Lyon

Premier épisode - La ville, les évènements

Notes d’écriture :
Cet article est écrit à Bordeaux, six mois plus tard. Nous avons séjourné dix jours à Lyon en avril dernier, après avoir visité Marseille. Et on y retourne ce mois-ci, du 23 octobre au 1er novembre.

Le chemin vers Lyon

Plusieurs choses nous mènent à cette ville.

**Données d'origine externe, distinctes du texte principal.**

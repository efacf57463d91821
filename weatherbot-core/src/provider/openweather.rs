use anyhow::{Context, Result, anyhow};
use async_trait::async_trait;
use chrono::{DateTime, Utc};
use reqwest::Client;
use serde::Deserialize;
use tracing::{debug, warn};

use crate::{
    WeatherError,
    config::Endpoints,
    model::{CurrentConditions, ForecastPayload, GeoCoordinate, HourlySlot, LocationQuery},
};

use super::{ForecastFetcher, LocationResolver};

/// OpenWeatherMap direct geocoding plus One Call 3.0.
#[derive(Clone)]
pub struct OpenWeatherProvider {
    api_key: String,
    http: Client,
    endpoints: Endpoints,
}

impl std::fmt::Debug for OpenWeatherProvider {
    fn fmt(&self, f: &mut std::fmt::Formatter<'_>) -> std::fmt::Result {
        f.debug_struct("OpenWeatherProvider")
            .field("endpoints", &self.endpoints)
            .finish_non_exhaustive()
    }
}

impl OpenWeatherProvider {
    pub fn new(api_key: String, endpoints: Endpoints) -> Self {
        Self::with_client(Client::new(), api_key, endpoints)
    }

    pub fn with_client(http: Client, api_key: String, endpoints: Endpoints) -> Self {
        Self { api_key, http, endpoints }
    }

    async fn get_body(&self, url: &str, what: &str, params: &[(&str, String)]) -> Result<String> {
        let res = self
            .http
            .get(url)
            .query(params)
            .query(&[("appid", self.api_key.as_str())])
            .send()
            .await
            .with_context(|| format!("Failed to send request to OpenWeather ({what})"))?;

        let status = res.status();
        let body = res
            .text()
            .await
            .with_context(|| format!("Failed to read OpenWeather {what} response body"))?;

        if !status.is_success() {
            return Err(anyhow!(
                "OpenWeather {} request failed with status {}: {}",
                what,
                status,
                truncate_body(&body),
            ));
        }

        Ok(body)
    }

    async fn geocode(&self, query: &LocationQuery) -> Result<Option<GeoCoordinate>> {
        let q = query.geocoding_query();
        debug!(query = %q, "geocoding lookup");

        let body = self
            .get_body(
                &self.endpoints.geocoding_url,
                "geocoding",
                &[("q", q), ("limit", "1".to_string())],
            )
            .await?;

        let matches: Vec<OwGeoMatch> =
            serde_json::from_str(&body).context("Failed to parse OpenWeather geocoding JSON")?;

        Ok(matches.into_iter().next().map(|m| GeoCoordinate {
            latitude: m.lat,
            longitude: m.lon,
        }))
    }

    async fn one_call(&self, coord: GeoCoordinate) -> Result<ForecastPayload> {
        debug!(lat = coord.latitude, lon = coord.longitude, "one call lookup");

        let body = self
            .get_body(
                &self.endpoints.onecall_url,
                "one call",
                &[
                    ("lat", coord.latitude.to_string()),
                    ("lon", coord.longitude.to_string()),
                    ("units", "imperial".to_string()),
                    ("exclude", "minutely,daily,alerts".to_string()),
                ],
            )
            .await?;

        let parsed: OwOneCallResponse =
            serde_json::from_str(&body).context("Failed to parse OpenWeather one call JSON")?;

        parsed.try_into()
    }
}

#[derive(Debug, Deserialize)]
struct OwGeoMatch {
    lat: f64,
    lon: f64,
}

#[derive(Debug, Deserialize)]
struct OwWeather {
    description: String,
    icon: String,
}

#[derive(Debug, Deserialize)]
struct OwCurrent {
    temp: f64,
    feels_like: f64,
    humidity: u8,
    wind_speed: f64,
    wind_deg: u16,
    weather: Vec<OwWeather>,
}

#[derive(Debug, Deserialize)]
struct OwHourly {
    dt: i64,
    #[serde(default)]
    pop: f64,
}

#[derive(Debug, Deserialize)]
struct OwOneCallResponse {
    current: OwCurrent,
    hourly: Vec<OwHourly>,
    timezone_offset: i64,
}

impl TryFrom<OwOneCallResponse> for ForecastPayload {
    type Error = anyhow::Error;

    fn try_from(raw: OwOneCallResponse) -> Result<Self> {
        let OwCurrent { temp, feels_like, humidity, wind_speed, wind_deg, weather } = raw.current;

        let condition = weather
            .into_iter()
            .next()
            .ok_or_else(|| anyhow!("OpenWeather one call response had no current weather entry"))?;

        let hourly = raw
            .hourly
            .into_iter()
            .map(|h| {
                let timestamp_utc = unix_to_utc(h.dt)
                    .ok_or_else(|| anyhow!("OpenWeather hourly timestamp out of range: {}", h.dt))?;
                Ok(HourlySlot { timestamp_utc, precipitation_probability: h.pop })
            })
            .collect::<Result<Vec<_>>>()?;

        Ok(ForecastPayload {
            current: CurrentConditions {
                temperature_f: temp,
                feels_like_f: feels_like,
                humidity_pct: humidity,
                weather_description: condition.description,
                weather_icon_id: condition.icon,
                wind_speed_mph: wind_speed,
                wind_direction_deg: wind_deg,
            },
            hourly,
            utc_offset_seconds: raw.timezone_offset,
        })
    }
}

#[async_trait]
impl LocationResolver for OpenWeatherProvider {
    async fn resolve(&self, query: &LocationQuery) -> Result<GeoCoordinate, WeatherError> {
        match self.geocode(query).await {
            Ok(Some(coord)) => Ok(coord),
            Ok(None) => {
                debug!(query = %query.geocoding_query(), "geocoder returned no matches");
                Err(WeatherError::NotFound)
            }
            Err(err) => {
                warn!("geocoding failed: {err:#}");
                Err(WeatherError::NotFound)
            }
        }
    }
}

#[async_trait]
impl ForecastFetcher for OpenWeatherProvider {
    async fn fetch(&self, coord: GeoCoordinate) -> Result<ForecastPayload, WeatherError> {
        self.one_call(coord).await.map_err(|err| {
            warn!("forecast fetch failed: {err:#}");
            WeatherError::Unavailable
        })
    }
}

fn unix_to_utc(ts: i64) -> Option<DateTime<Utc>> {
    DateTime::<Utc>::from_timestamp(ts, 0)
}

fn truncate_body(body: &str) -> String {
    const MAX: usize = 200;
    if body.len() > MAX {
        let mut end = MAX;
        while !body.is_char_boundary(end) {
            end -= 1;
        }
        format!("{}...", &body[..end])
    } else {
        body.to_string()
    }
}
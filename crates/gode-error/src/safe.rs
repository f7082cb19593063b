//! Panic-to-`ModuleError` conversion across the native/script boundary.

use std::cell::RefCell;
use std::panic::{self, AssertUnwindSafe};
use std::sync::{Arc, Mutex};

use crate::error::{ErrorKind, ModuleError};
use crate::stack::{capture_native_stack, StackTrace};

thread_local! {
    /// Set by the panic hook `safe_operation` installs, before the
    /// unwind pops the panicking closure's frames. Read back in the
    /// `Err` arm of `catch_unwind`, once the stack has already
    /// unwound and a fresh `capture_native_stack` would be too late to
    /// see the panic site.
    static CAPTURED_PANIC_STACK: RefCell<Option<StackTrace>> = const { RefCell::new(None) };
}

/// Serializes access to the process-global panic hook: `panic::set_hook`
/// has no per-thread scoping, so two concurrent `safe_operation` calls
/// installing/restoring it at the same time would clobber each other.
static HOOK_INSTALL: Mutex<()> = Mutex::new(());

fn panic_message(payload: &(dyn std::any::Any + Send)) -> String {
    if let Some(s) = payload.downcast_ref::<&str>() {
        (*s).to_string()
    } else if let Some(s) = payload.downcast_ref::<String>() {
        s.clone()
    } else {
        "unknown panic payload".to_string()
    }
}

/// Run `work` in a scope that converts any panic into a `ModuleError`.
///
/// This is the region boundary mandated for configuration, evaluation,
/// and plugin initialization: a fault releases no resources of its own
/// (the closure's locals are dropped by the unwind as usual) and is
/// reported back through the normal error channel instead of aborting
/// the process.
pub fn safe_operation<T>(
    module: &str,
    operation: &str,
    work: impl FnOnce() -> T + std::panic::UnwindSafe,
) -> Result<T, ModuleError> {
    let _guard = HOOK_INSTALL.lock().unwrap();

    let previous_hook: Arc<dyn Fn(&panic::PanicHookInfo<'_>) + Send + Sync> = Arc::from(panic::take_hook());
    let hook_for_install = previous_hook.clone();
    panic::set_hook(Box::new(move |info| {
        let stack = capture_native_stack(info.to_string());
        CAPTURED_PANIC_STACK.with(|cell| *cell.borrow_mut() = Some(stack));
        hook_for_install(info);
    }));

    let result = panic::catch_unwind(AssertUnwindSafe(work));
    panic::set_hook(Box::new(move |info| previous_hook(info)));

    match result {
        Ok(value) => Ok(value),
        Err(payload) => {
            let message = panic_message(&payload);
            let native_stack = CAPTURED_PANIC_STACK
                .with(|cell| cell.borrow_mut().take())
                .unwrap_or_else(|| capture_native_stack(message.clone()));
            Err(ModuleError::new(
                ErrorKind::Invocation,
                module,
                "",
                operation,
                format!("panic: {}", message),
            )
            .with_native_stack(native_stack))
        }
    }
}

/// Like [`safe_operation`], but for closures that already return a
/// `Result`: a panic is converted the same way, and a returned `Err` is
/// passed through converted into a `ModuleError` via the supplied
/// mapper.
pub fn safe_operation_with_result<T, E>(
    module: &str,
    operation: &str,
    work: impl FnOnce() -> Result<T, E> + std::panic::UnwindSafe,
    to_module_error: impl FnOnce(E) -> ModuleError,
) -> Result<T, ModuleError> {
    match safe_operation(module, operation, work) {
        Ok(Ok(value)) => Ok(value),
        Ok(Err(e)) => Err(to_module_error(e)),
        Err(panic_err) => Err(panic_err),
    }
}

#[cfg(test)]
mod tests {
    use super::*;

    #[test]
    fn safe_operation_catches_panic() {
        let result = safe_operation("mymod", "do_thing", || -> i32 {
            panic!("boom");
        });
        let err = result.unwrap_err();
        assert_eq!(err.module(), "mymod");
        assert_eq!(err.operation(), "do_thing");
        assert!(err.message().contains("boom"));
        assert!(!err.native_stack().is_empty());

        // The top frame must be captured at the panic site, inside the
        // wrapped closure, not after the unwind has already popped it —
        // pinned by requiring the panicking closure itself show up near
        // the top of the trace rather than just a non-empty trace.
        let top_frames: Vec<&str> = err
            .native_stack()
            .frames
            .iter()
            .take(6)
            .map(|f| f.function.as_str())
            .collect();
        assert!(
            top_frames.iter().any(|f| f.contains("safe_operation_catches_panic")),
            "expected the panicking closure's frame near the top of the trace, got {:?}",
            top_frames
        );
    }

    #[test]
    fn safe_operation_passes_through_value() {
        let result = safe_operation("mymod", "op", || 42);
        assert_eq!(result.unwrap(), 42);
    }

    #[test]
    fn safe_operation_with_result_propagates_err() {
        let result: Result<i32, ModuleError> = safe_operation_with_result(
            "mymod",
            "op",
            || -> Result<i32, String> { Err("bad".to_string()) },
            |e| ModuleError::new(ErrorKind::Invocation, "mymod", "", "op", e),
        );
        assert!(result.is_err());
    }
}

• La première, c’est que Thomas présente une conférence avec Claire à MiXiT.
Ils présentent tous les deux leurs perspectives sur le travail, la quête d’émancipation et les mythes qui circulent autour des “entreprises libérées”.
• La deuxième, c’est La MYNE.
C’est LE tiers-lieu qui nous a guidé dans notre envie d’en savoir plus sur ces lieux. C’est, à notre connaissance, l’un des premiers à s’être monté en France, fidèle à l’éthique des hackerspaces des États-Unis, avec toute une dimension de laboratoire d’expérimentation citoyenne qui l’accompagne.
• L’autre raison, c’est qu’on poursuit notre tour des moyennes et grandes villes de France, que je ne connaissais pas vraiment Lyon, et c’était l’occasion d’aller voir de moi-même ce qu’il s’y trame.

Impressions de la ville

On a posé nos sacs dans deux quartiers pendant ce séjour : la fameuse Croix-Rousse et le 7ème arrondissement.

Escaliers lyonnais

Pendant nos balades, à pied, à vélo ou en métro, on a la sensation d’une très grande ville, bien plus qu’à Bordeaux. Au ressenti en termes d’échelle, elle s’approche plus de Marseille : la présence des voitures, de la pollution, de transports en commun plus étendus fait vraiment penser à ce que je connais déjà (et que je voudrais quitter).
Ça peut sembler un peu évident, mais j’ai vécu cette urbanité de manière plus subie que choisie. Plus tard, en discutant, Thomas me dit qu’il partage cette sensation, et on s’accorde assez rapidement pour se dire qu’on ne viendra pas habiter ici. Ça n’empêche pas d’être heureux de découvrir la ville à notre manière, d’y retrouver des copains. Pour adoucir la ville et trouver du vert, on a quand même fait quelques pique-niques de circonstance au parc de la Tête d’Or et au jardin des Chartreux.

MiXiT

Parler de complexité informatique et humaine.

Vue d'amphi à MiXiT

Une première pour moi, j’ai été tirée au sort pour assister à cette conférence. Je ne suis encore jamais allée à un évènement qui pratique la billetterie par loterie. Au début je trouve ça un peu exotique, mais je suis rapidement convaincue quand je découvre que c’est une des manières de s’assurer d’un public mixte en conférence : les places ne filent pas à ceux ou celles qui peuvent l’acheter tout de suite (au bon vieux format premier arrivé premier servi), public qui a tendance à être un brin privilégié (a du temps pour ce genre de démarche en journée, peut rapidement demander un financement à son employeur ou se l’auto-financer). En bonus, ça évite d’avoir toujours les mêmes têtes.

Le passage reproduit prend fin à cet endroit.